Has the Applicant’s defence been prejudiced as a result of its doing so?
IV.
Analysis
[25]
Pursuant
to the decision of the Supreme Court of Canada in Dunsmuir v New Brunswick, 2008 SCC 9, the applicable
standard of review for the first question is that of reasonableness. Writing
for the majority, Justices Michel Bastarache and Louis LeBel stated that
reasonableness will be the governing standard where the question relates to the
interpretation of the tribunal’s enabling statute or “statutes closely connected
to its function, with which it will have particular familiarity” (at para 54).

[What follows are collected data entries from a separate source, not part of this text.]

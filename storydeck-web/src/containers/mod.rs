pub(crate) mod header;
pub(crate) mod layout;
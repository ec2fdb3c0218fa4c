use yew::{Html, function_component, html};
use yew_router::prelude::Link;

use crate::routes::MainRoute;

/// `ErrorPage` page component
#[function_component(ErrorPage)]
pub fn error_page() -> Html {
    html! {
        <div class="p-4 space-y-6">
            <h1 class="text-2xl font-bold">{ "Page not found" }</h1>
            <p>{ "Nothing lives at this address." }</p>
            <Link<MainRoute> to={MainRoute::Home} classes="btn btn-primary btn-sm">
                { "Back to the front page" }
            </Link<MainRoute>>
        </div>
    }
}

Since the EPA is clearly the “home” statute of the Appeal Committee, deference
is warranted. Accordingly, this Court shall intervene only if the decision does not fall “within a range of
possible, acceptable outcomes which are defensible in respect of the facts and
law”, or if the reasons are lacking in justification, transparency or
intelligibility (at para 47).
[26]
With respect to the
procedural fairness issue, it is trite law that the standard of review is that
of correctness: see, for example, Canadian Union of Public Employees (CUPE)
v Ontario (Minister of Labour), 2003 SCC 29, [2003] 1 S.C.R. 539, at para 100;
AG of Canada v Sketchley, 2005 FCA 404, at para 53. When applying
that standard, no deference is due.
A. Did the Respondent Appeal Committee
have jurisdiction to hear the Simpson Appeal?
[27]
Mr.
Muskego submits that the Respondent Appeal Committee has exceeded its
jurisdiction in hearing this appeal outside of the 30-day period following the
2006 election by wrongly finding that the 2009 by-election was some sort of
“continuation” of the 2006 election and thus accepting an appeal filed shortly
after the 2009, and not the 2006, election. If by-elections such as the 2009 election
were considered “continuations” of General Elections, the Applicant argues that
there would be no finality to the General Elections and the 30-day limitation
period would be undermined.
[28]
Mr.
Muskego stresses that s. 7.1 of the EPA provides that the election of a
candidate may only be appealed within 30 days of his election. He maintains
that, contrary to the Appeal Committee’s assertion in its Reasons for Decision,
he was not named as a party in the Wilson Appeal of the 2006 General Election.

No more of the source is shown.